● Task inputs

== Segment start ==

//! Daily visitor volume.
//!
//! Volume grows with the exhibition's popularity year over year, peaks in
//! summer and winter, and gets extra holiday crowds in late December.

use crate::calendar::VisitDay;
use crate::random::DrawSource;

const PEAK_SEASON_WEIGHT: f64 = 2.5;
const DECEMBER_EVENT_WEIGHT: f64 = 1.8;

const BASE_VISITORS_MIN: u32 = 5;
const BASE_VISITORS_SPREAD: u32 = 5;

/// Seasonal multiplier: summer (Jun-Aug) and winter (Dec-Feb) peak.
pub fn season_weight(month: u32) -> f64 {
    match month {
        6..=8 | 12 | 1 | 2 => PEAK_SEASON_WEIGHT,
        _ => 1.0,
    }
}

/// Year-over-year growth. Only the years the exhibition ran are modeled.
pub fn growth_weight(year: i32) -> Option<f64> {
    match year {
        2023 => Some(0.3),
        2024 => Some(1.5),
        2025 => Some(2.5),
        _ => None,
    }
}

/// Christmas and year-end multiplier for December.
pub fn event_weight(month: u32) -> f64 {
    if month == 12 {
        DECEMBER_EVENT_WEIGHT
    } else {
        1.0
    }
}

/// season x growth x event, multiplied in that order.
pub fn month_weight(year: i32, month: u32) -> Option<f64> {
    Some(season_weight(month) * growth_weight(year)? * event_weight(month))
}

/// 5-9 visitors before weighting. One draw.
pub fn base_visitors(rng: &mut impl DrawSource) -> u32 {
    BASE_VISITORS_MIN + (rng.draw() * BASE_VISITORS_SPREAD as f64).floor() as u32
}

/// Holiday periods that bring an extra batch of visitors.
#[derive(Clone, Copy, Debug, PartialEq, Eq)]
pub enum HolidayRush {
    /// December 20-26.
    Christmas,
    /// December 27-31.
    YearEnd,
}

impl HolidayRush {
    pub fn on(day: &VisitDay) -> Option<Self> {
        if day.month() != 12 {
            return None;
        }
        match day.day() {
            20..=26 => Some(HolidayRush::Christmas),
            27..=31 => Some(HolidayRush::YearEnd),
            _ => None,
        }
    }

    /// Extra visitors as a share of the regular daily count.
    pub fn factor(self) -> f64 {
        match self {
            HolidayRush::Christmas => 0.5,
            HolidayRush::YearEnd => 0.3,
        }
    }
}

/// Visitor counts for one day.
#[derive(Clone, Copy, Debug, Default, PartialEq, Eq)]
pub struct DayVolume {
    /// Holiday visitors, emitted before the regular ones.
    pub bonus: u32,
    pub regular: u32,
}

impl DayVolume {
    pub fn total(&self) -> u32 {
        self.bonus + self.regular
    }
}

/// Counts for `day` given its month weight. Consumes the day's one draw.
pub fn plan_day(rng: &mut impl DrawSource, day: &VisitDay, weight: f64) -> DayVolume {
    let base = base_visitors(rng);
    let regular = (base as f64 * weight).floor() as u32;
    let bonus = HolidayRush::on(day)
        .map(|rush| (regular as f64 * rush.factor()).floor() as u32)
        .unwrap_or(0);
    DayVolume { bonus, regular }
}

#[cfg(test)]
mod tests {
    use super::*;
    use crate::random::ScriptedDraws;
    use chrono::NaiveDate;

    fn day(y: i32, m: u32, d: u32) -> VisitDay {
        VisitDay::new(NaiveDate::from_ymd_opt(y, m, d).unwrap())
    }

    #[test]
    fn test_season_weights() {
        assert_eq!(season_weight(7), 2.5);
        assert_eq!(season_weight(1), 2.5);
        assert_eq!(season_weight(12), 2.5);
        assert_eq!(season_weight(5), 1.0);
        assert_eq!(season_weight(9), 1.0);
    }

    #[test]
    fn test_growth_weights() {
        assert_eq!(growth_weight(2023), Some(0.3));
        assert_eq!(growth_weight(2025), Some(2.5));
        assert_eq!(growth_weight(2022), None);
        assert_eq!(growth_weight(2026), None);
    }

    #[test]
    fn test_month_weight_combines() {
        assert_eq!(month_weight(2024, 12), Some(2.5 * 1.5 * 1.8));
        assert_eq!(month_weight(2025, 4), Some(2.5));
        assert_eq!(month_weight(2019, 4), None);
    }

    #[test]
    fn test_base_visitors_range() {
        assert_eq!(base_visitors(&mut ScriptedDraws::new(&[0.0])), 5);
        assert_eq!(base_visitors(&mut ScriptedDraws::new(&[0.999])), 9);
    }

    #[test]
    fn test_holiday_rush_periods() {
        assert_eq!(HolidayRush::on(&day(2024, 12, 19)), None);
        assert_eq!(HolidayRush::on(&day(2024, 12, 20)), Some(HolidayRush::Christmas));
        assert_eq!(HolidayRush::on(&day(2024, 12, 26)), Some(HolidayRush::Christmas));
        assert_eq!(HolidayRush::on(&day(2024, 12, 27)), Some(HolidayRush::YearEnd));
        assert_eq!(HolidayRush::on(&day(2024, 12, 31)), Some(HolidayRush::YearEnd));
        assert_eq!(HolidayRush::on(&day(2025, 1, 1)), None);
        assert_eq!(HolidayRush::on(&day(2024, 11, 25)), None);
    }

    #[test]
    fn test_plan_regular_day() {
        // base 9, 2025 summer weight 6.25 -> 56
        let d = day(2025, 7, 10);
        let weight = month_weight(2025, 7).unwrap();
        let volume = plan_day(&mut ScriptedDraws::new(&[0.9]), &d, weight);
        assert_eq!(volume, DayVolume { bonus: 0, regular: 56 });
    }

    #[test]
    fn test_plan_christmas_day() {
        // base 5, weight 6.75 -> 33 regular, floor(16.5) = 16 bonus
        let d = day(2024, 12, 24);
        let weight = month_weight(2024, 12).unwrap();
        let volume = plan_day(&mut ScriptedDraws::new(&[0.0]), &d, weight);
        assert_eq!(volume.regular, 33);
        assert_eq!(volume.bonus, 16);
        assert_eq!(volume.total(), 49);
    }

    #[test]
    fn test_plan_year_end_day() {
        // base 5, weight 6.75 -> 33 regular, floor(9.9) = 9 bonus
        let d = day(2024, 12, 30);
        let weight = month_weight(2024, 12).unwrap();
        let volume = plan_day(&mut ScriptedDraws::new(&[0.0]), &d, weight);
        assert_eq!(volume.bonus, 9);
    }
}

== Segment end ==

● Directions
Reproduce the listing in full, exactly, so that no line is missing.

● Answer to the problem
//! Daily visitor volume.
//!
//! Volume grows with the exhibition's popularity year over year, peaks in
//! summer and winter, and gets extra holiday crowds in late December.

use crate::calendar::VisitDay;
use crate::random::DrawSource;

const PEAK_SEASON_WEIGHT: f64 = 2.5;
const DECEMBER_EVENT_WEIGHT: f64 = 1.8;

const BASE_VISITORS_MIN: u32 = 5;
const BASE_VISITORS_SPREAD: u32 = 5;

/// Seasonal multiplier: summer (Jun-Aug) and winter (Dec-Feb) peak.
pub fn season_weight(month: u32) -> f64 {
    match month {
        6..=8 | 12 | 1 | 2 => PEAK_SEASON_WEIGHT,
        _ => 1.0,
    }
}

/// Year-over-year growth. Only the years the exhibition ran are modeled.
pub fn growth_weight(year: i32) -> Option<f64> {
    match year {
        2023 => Some(0.3),
        2024 => Some(1.5),
        2025 => Some(2.5),
        _ => None,
    }
}

/// Christmas and year-end multiplier for December.
pub fn event_weight(month: u32) -> f64 {
    if month == 12 {
        DECEMBER_EVENT_WEIGHT
    } else {
        1.0
    }
}

/// season x growth x event, multiplied in that order.
pub fn month_weight(year: i32, month: u32) -> Option<f64> {
    Some(season_weight(month) * growth_weight(year)? * event_weight(month))
}

/// 5-9 visitors before weighting. One draw.
pub fn base_visitors(rng: &mut impl DrawSource) -> u32 {
    BASE_VISITORS_MIN + (rng.draw() * BASE_VISITORS_SPREAD as f64).floor() as u32
}

/// Holiday periods that bring an extra batch of visitors.
#[derive(Clone, Copy, Debug, PartialEq, Eq)]
pub enum HolidayRush {
    /// December 20-26.
    Christmas,
    /// December 27-31.
    YearEnd,
}

impl HolidayRush {
    pub fn on(day: &VisitDay) -> Option<Self> {
        if day.month() != 12 {
            return None;
        }
        match day.day() {
            20..=26 => Some(HolidayRush::Christmas),
            27..=31 => Some(HolidayRush::YearEnd),
            _ => None,
        }
    }

    /// Extra visitors as a share of the regular daily count.
    pub fn factor(self) -> f64 {
        match self {
            HolidayRush::Christmas => 0.5,
            HolidayRush::YearEnd => 0.3,
        }
    }
}

/// Visitor counts for one day.
#[derive(Clone, Copy, Debug, Default, PartialEq, Eq)]
pub struct DayVolume {
    /// Holiday visitors, emitted before the regular ones.
    pub bonus: u32,
    pub regular: u32,
}

impl DayVolume {
    pub fn total(&self) -> u32 {
        self.bonus + self.regular
    }
}

/// Counts for `day` given its month weight. Consumes the day's one draw.
pub fn plan_day(rng: &mut impl DrawSource, day: &VisitDay, weight: f64) -> DayVolume {
    let base = base_visitors(rng);
    let regular = (base as f64 * weight).floor() as u32;
    let bonus = HolidayRush::on(day)
        .map(|rush| (regular as f64 * rush.factor()).floor() as u32)
        .unwrap_or(0);
    DayVolume { bonus, regular }
}

#[cfg(test)]
mod tests {
    use super::*;
    use crate::random::ScriptedDraws;
    use chrono::NaiveDate;

    fn day(y: i32, m: u32, d: u32) -> VisitDay {
        VisitDay::new(NaiveDate::from_ymd_opt(y, m, d).unwrap())
    }

    #[test]
    fn test_season_weights() {
        assert_eq!(season_weight(7), 2.5);
        assert_eq!(season_weight(1), 2.5);
        assert_eq!(season_weight(12), 2.5);
        assert_eq!(season_weight(5), 1.0);
        assert_eq!(season_weight(9), 1.0);
    }

    #[test]
    fn test_growth_weights() {
        assert_eq!(growth_weight(2023), Some(0.3));
        assert_eq!(growth_weight(2025), Some(2.5));
        assert_eq!(growth_weight(2022), None);
        assert_eq!(growth_weight(2026), None);
    }

    #[test]
    fn test_month_weight_combines() {
        assert_eq!(month_weight(2024, 12), Some(2.5 * 1.5 * 1.8));
        assert_eq!(month_weight(2025, 4), Some(2.5));
        assert_eq!(month_weight(2019, 4), None);
    }

    #[test]
    fn test_base_visitors_range() {
        assert_eq!(base_visitors(&mut ScriptedDraws::new(&[0.0])), 5);
        assert_eq!(base_visitors(&mut ScriptedDraws::new(&[0.999])), 9);
    }

    #[test]
    fn test_holiday_rush_periods() {
        assert_eq!(HolidayRush::on(&day(2024, 12, 19)), None);
        assert_eq!(HolidayRush::on(&day(2024, 12, 20)), Some(HolidayRush::Christmas));
        assert_eq!(HolidayRush::on(&day(2024, 12, 26)), Some(HolidayRush::Christmas));
        assert_eq!(HolidayRush::on(&day(2024, 12, 27)), Some(HolidayRush::YearEnd));
        assert_eq!(HolidayRush::on(&day(2024, 12, 31)), Some(HolidayRush::YearEnd));
        assert_eq!(HolidayRush::on(&day(2025, 1, 1)), None);
        assert_eq!(HolidayRush::on(&day(2024, 11, 25)), None);
    }

    #[test]
    fn test_plan_regular_day() {
        // base 9, 2025 summer weight 6.25 -> 56
        let d = day(2025, 7, 10);
        let weight = month_weight(2025, 7).unwrap();
        let volume = plan_day(&mut ScriptedDraws::new(&[0.9]), &d, weight);
        assert_eq!(volume, DayVolume { bonus: 0, regular: 56 });
    }

    #[test]
    fn test_plan_christmas_day() {
        // base 5, weight 6.75 -> 33 regular, floor(16.5) = 16 bonus
        let d = day(2024, 12, 24);
        let weight = month_weight(2024, 12).unwrap();
        let volume = plan_day(&mut ScriptedDraws::new(&[0.0]), &d, weight);
        assert_eq!(volume.regular, 33);
        assert_eq!(volume.bonus, 16);
        assert_eq!(volume.total(), 49);
    }

    #[test]
    fn test_plan_year_end_day() {
        // base 5, weight 6.75 -> 33 regular, floor(9.9) = 9 bonus
        let d = day(2024, 12, 30);
        let weight = month_weight(2024, 12).unwrap();
        let volume = plan_day(&mut ScriptedDraws::new(&[0.0]), &d, weight);
        assert_eq!(volume.bonus, 9);
    }
}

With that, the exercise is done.